October 17, 2023 at 9:10 a.m.


DDoS attack © Bits And Splits / Shutterstock

DDoS attacks are becoming more and more frequent © Bits And Splits / Shutterstock

The largest denial of service (DDoS) attack ever recorded is currently underway, warn Cloudflare, Google Cloud and Amazon Web Services (AWS). Companies experience hundreds of millions of requests per second.

DDoS attacks are among the least sophisticated and most common cyberattacks. They involve the massive sending of requests to a specific target, such as a website, with the aim of slowing down its performance or making it inaccessible, thus disrupting its normal functioning. In recent years, cybersecurity experts have noted an escalation in the intensity of these DDoS attacks, which are becoming more and more frequent.
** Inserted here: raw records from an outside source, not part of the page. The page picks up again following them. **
#[tokio::test]
async fn test_stale_version_and_missing_file_are_downloaded() {
    let mut h = Harness::build(
        MemoryVersionSource::new()
            .with_descriptor(URL, &descriptor(&[(1, "v2"), (2, "v1"), (3, "v1")])),
        // 2 is in the manifest but its file is gone.
        MemoryChunkStore::new().with_present([1, 3]),
        MemoryManifestStore::new().with_installed(&[(1, "v1"), (2, "v1"), (3, "v1")]),
        PatcherConfig::default(),
        None,
    );

    let (succeeded, _) = h.run().await;

    assert!(succeeded);
    let mut started = h.chunks.started_downloads();
    started.sort();
    assert_eq!(started, ids(&[1, 2]));
    assert_eq!(
        h.manifests.manifest().entry(ChunkId(1)).map(|e| e.version.as_str()),
        Some("v2")
    );
}

#[tokio::test]
async fn test_empty_descriptor_completes() {
    let mut h = Harness::new(&descriptor(&[]), MemoryChunkStore::new());

    let (succeeded, events) = h.run().await;

    assert!(succeeded);
    assert_eq!(stages(&events), SUCCESS_STAGES);
    assert!(h.chunks.started_downloads().is_empty());
    assert_eq!(h.manifests.save_count(), 0);
}

#[tokio::test]
async fn test_up_to_date_traverses_download_stages() {
    let mut h = Harness::build(
        MemoryVersionSource::new().with_descriptor(URL, &descriptor(&[(1, "v1"), (2, "v1")])),
        MemoryChunkStore::new().with_present([1, 2]),
        MemoryManifestStore::new().with_installed(&[(1, "v1"), (2, "v1")]),
        PatcherConfig::default(),
        None,
    );

    let (succeeded, events) = h.run().await;

    assert!(succeeded);
    assert_eq!(stages(&events), SUCCESS_STAGES);
    assert!(h.chunks.started_downloads().is_empty());
    assert!(finished_chunks(&events).is_empty());
    // Current content is still made visible.
    assert_eq!(h.chunks.mounted(), ids(&[1, 2]));
    assert_eq!(h.patcher.status().progress.total_chunks_to_mount, 2);
}

#[tokio::test]
async fn test_second_attempt_after_success_is_up_to_date() {
    let mut h = Harness::new(&descriptor(&[(1, "v1"), (2, "v1")]), MemoryChunkStore::new());

    let (first, _) = h.run().await;
    let (second, events) = h.run_again().await;

    assert!(first && second);
    assert_eq!(events[0].attempt(), 2);
    assert_eq!(h.chunks.started_downloads().len(), 2);
}

// ============================================================================
// Failing stages
// ============================================================================

#[tokio::test]
async fn test_version_fetch_failure() {
    let mut h = Harness::build(
        MemoryVersionSource::new().with_error(URL, PatchError::transport(URL, "HTTP 503")),
        MemoryChunkStore::new(),
        MemoryManifestStore::new(),
        PatcherConfig::default(),
        None,
    );

    let (succeeded, events) = h.run().await;

    assert!(!succeeded);
    assert_eq!(
        stages(&events),
        vec![PatchStage::VersionDownloadStart, PatchStage::VersionDownloadFail]
    );
    let status = h.patcher.status();
    assert!(status.last_error.unwrap().contains("HTTP 503"));
}

#[tokio::test]
async fn test_malformed_descriptor_fails_parse() {
    let mut h = Harness::build(
        MemoryVersionSource::new().with_payload(URL, &b"<html>not json</html>"[..]),
        MemoryChunkStore::new(),
        MemoryManifestStore::new(),
        PatcherConfig::default(),
        None,
    );

    let (succeeded, events) = h.run().await;

    assert!(!succeeded);
    assert_eq!(
        stages(&events),
        vec![
            PatchStage::VersionDownloadStart,
            PatchStage::VersionDownloadSucceed,
            PatchStage::VersionParseFail,
        ]
    );
}

#[tokio::test]
async fn test_manifest_load_failure() {
    let mut h = Harness::build(
        MemoryVersionSource::new().with_descriptor(URL, &descriptor(&[(1, "v1")])),
        MemoryChunkStore::new(),
        MemoryManifestStore::new().with_load_error(PatchError::Manifest("corrupt".into())),
        PatcherConfig::default(),
        None,
    );

    let (succeeded, events) = h.run().await;

    assert!(!succeeded);
    assert_eq!(stages(&events).last(), Some(&PatchStage::ManifestUpdateFail));
    assert!(h.chunks.started_downloads().is_empty());
}

#[tokio::test]
async fn test_failed_chunk_fails_download_stage() {
    let mut h = Harness::new(
        &descriptor(&[(1, "v1"), (2, "v1"), (3, "v1")]),
        MemoryChunkStore::new().with_script(
            2,
            ScriptedChunk::new(512).failing(PatchError::transport("chunk_2.pak", "connection reset")),
        ),
    );

    let (succeeded, events) = h.run().await;

    assert!(!succeeded);
    let stages = stages(&events);
    assert_canonical(&stages);
    assert_eq!(stages.last(), Some(&PatchStage::ChunkDownloadFail));
    assert!(!stages.contains(&PatchStage::MountStart));

    let mut finished = finished_chunks(&events);
    finished.sort();
    assert_eq!(
        finished,
        vec![(ChunkId(1), true), (ChunkId(2), false), (ChunkId(3), true)]
    );

    // Successful chunks are still recorded; the build is not stamped.
    let manifest = h.manifests.manifest();
    assert!(manifest.entry(ChunkId(1)).is_some());
    assert!(manifest.entry(ChunkId(2)).is_none());
    assert!(manifest.entry(ChunkId(3)).is_some());
    assert!(manifest.build_id.is_none());
    assert!(h.chunks.mounted().is_empty());

    let status = h.patcher.status();
    assert_eq!(status.stage, PatchStage::ChunkDownloadFail);
    assert!(status.last_error.unwrap().contains("connection reset"));
}
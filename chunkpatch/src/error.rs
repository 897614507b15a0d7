//! Error types for patching.
//!
//! [`PatchError`] is the stage-level taxonomy. Every variant is caught at the
//! stage that produced it, turned into that stage's `*Fail` transition and
//! recorded as text on the session. Callers of [`Patcher`](crate::Patcher)
//! only ever see the text, the stage stream and the final success flag.
//!
//! [`PatcherError`] covers misuse of the patcher handle itself (beginning a
//! patch before init, overlapping attempts, talking to a stopped patcher).

use thiserror::Error;

use crate::chunk::ChunkId;
use crate::state::PatchStage;

/// Result type for stage and collaborator operations.
pub type PatchResult<T> = Result<T, PatchError>;

/// Errors raised while running a patch attempt.
///
/// Payloads are plain strings so errors can be cloned across the task
/// boundary between collaborators and the coordinating actor.
#[derive(Debug, Clone, PartialEq, Eq, Error)]
pub enum PatchError {
    /// Network or I/O failure in a collaborator (version fetch, chunk
    /// transfer, disk query).
    #[error("transport error ({target}): {reason}")]
    Transport { target: String, reason: String },

    /// The version descriptor payload is malformed.
    #[error("malformed version descriptor: {0}")]
    Parse(String),

    /// Local manifest state is corrupt, unreadable or could not be written.
    #[error("manifest error: {0}")]
    Manifest(String),

    /// A downloaded chunk could not be mounted.
    #[error("failed to mount chunk {chunk}: {reason}")]
    Mount { chunk: ChunkId, reason: String },

    /// Not enough disk space to attempt the download.
    #[error("insufficient disk space: {required} bytes required, {available} bytes available")]
    Resource { required: u64, available: u64 },

    /// Work was aborted through cooperative cancellation.
    #[error("operation cancelled")]
    Cancelled,
}

impl PatchError {
    /// Transport error for a URL or chunk.
    pub fn transport(target: impl Into<String>, reason: impl Into<String>) -> Self {
        Self::Transport {
            target: target.into(),
            reason: reason.into(),
        }
    }

    /// Mount error for a chunk.
    pub fn mount(chunk: ChunkId, reason: impl Into<String>) -> Self {
        Self::Mount {
            chunk,
            reason: reason.into(),
        }
    }

    /// Whether this error came from cooperative cancellation.
    pub fn is_cancelled(&self) -> bool {
        matches!(self, Self::Cancelled)
    }
}

/// Result type for [`Patcher`](crate::Patcher) handle operations.
pub type PatcherResult<T> = Result<T, PatcherError>;

/// Errors returned by the [`Patcher`](crate::Patcher) handle.
#[derive(Debug, Clone, PartialEq, Eq, Error)]
pub enum PatcherError {
    /// `begin` was called before `init`.
    #[error("patching system is not initialized")]
    NotInitialized,

    /// `init` was called twice without an intervening shutdown.
    #[error("patching system already initialized with {url}")]
    AlreadyInitialized { url: String },

    /// A patch attempt is already running.
    #[error("a patch attempt is already in progress (stage {stage})")]
    AttemptInProgress { stage: PatchStage },

    /// The attempt was torn down by shutdown before it completed.
    #[error("patch attempt was cancelled")]
    Cancelled,

    /// The coordinating task is no longer running.
    #[error("patcher has stopped")]
    Stopped,

    /// An update preview could not be computed.
    #[error("update check failed: {0}")]
    Check(PatchError),
}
The largest DDoS attack in history

Cloudflare, Google Cloud and AWS are unanimous, the attack began in August and “ still in progress » is the most important they have ever observed. The Mountain View firm saw an unprecedented peak of 398 million requests per second (rps). She assures that in just two minutes, she received more comments than Wikipedia during the entire month of September 2023.

Similar findings at AWS and Cloudflare, each repelling attacks worth Rp155 million and Rp201 million respectively. Last February, Cloudflare already announced that it had blocked an unprecedented DDoS attack, the peak of which was measured at 71 million requests per second. The company now reports an offensive “ three times larger than any previous attacks we have observed “. Some companies do not have the infrastructure necessary to withstand an attack of this magnitude.

cyber attack © Shutterstock

Google, Amazon and Cloudflare are warning of this unprecedented attack. © Shutterstock

Patches currently being deployed

For the moment, the perpetrators of the cyberattack are not known, but the three companies were able to identify how it was made possible. Cybercriminals exploited a flaw in the HTTP/2 protocol. Their technique, called “ Rapid Reset “, works by sending a series of requests for multiple data streams, followed immediately by a reset for each one.

The targeted system analyzes and reacts to each request, generating records for a request that is then reset or canceled. It wastes time and computing resources, even though no network data is sent back to the attacker.

AWS, Google Cloud, and Cloudflare coordinated their response, sharing information and mitigation strategies with other cloud providers and software maintainers. This cooperation has resulted in patches being developed, and businesses are now encouraged to check the security of their servers and apply these patches. But unfortunately, this solution will no longer be valid during future similar attacks.